## EXERCISE INSTRUCTIONS
Where the records below show the word "trace" in a line, please copy that line.

TASK DATA Start Marker

//! The customer-by-customer sales loop.

use tracing::{debug, trace};

use lemonstand_core::demand::DemandModel;
use lemonstand_core::production::StockOut;
use lemonstand_core::rng::RandomStream;
use lemonstand_core::stand::StandState;
use lemonstand_core::weather::Weather;

/// What happened at the counter.
#[derive(Debug, Clone, Copy, PartialEq, Eq)]
pub struct SalesOutcome {
    pub customers: u32,
    pub units_sold: u32,
    pub stock_out: Option<StockOut>,
}

/// Draws today's traffic, then gives every customer in turn one purchase roll.
///
/// A failed serve closes the stand: no later customer rolls, so the stream
/// advances by exactly one draw per customer seen.
pub fn run_sales(
    state: &mut StandState,
    demand: &DemandModel,
    weather: &Weather,
    rng: &mut RandomStream,
) -> SalesOutcome {
    let customers = demand.customer_traffic(weather, rng);
    let probability = demand.buy_probability(state.price(), weather);
    debug!(customers, probability, "Opening for sales");

    let mut units_sold = 0;
    let mut stock_out = None;
    for customer in 0..customers {
        if rng.uniform(0.0, 1.0) >= probability {
            continue;
        }
        match state.serve_one() {
            Ok(()) => units_sold += 1,
            Err(reason) => {
                debug!(customer, %reason, units_sold, "Stock-out, closing early");
                stock_out = Some(reason);
                break;
            }
        }
        trace!(customer, units_sold, "Served customer");
    }

    SalesOutcome {
        customers,
        units_sold,
        stock_out,
    }
}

TASK DATA End Marker

## TASK SOLUTION
use tracing::{debug, trace};
        trace!(customer, units_sold, "Served customer");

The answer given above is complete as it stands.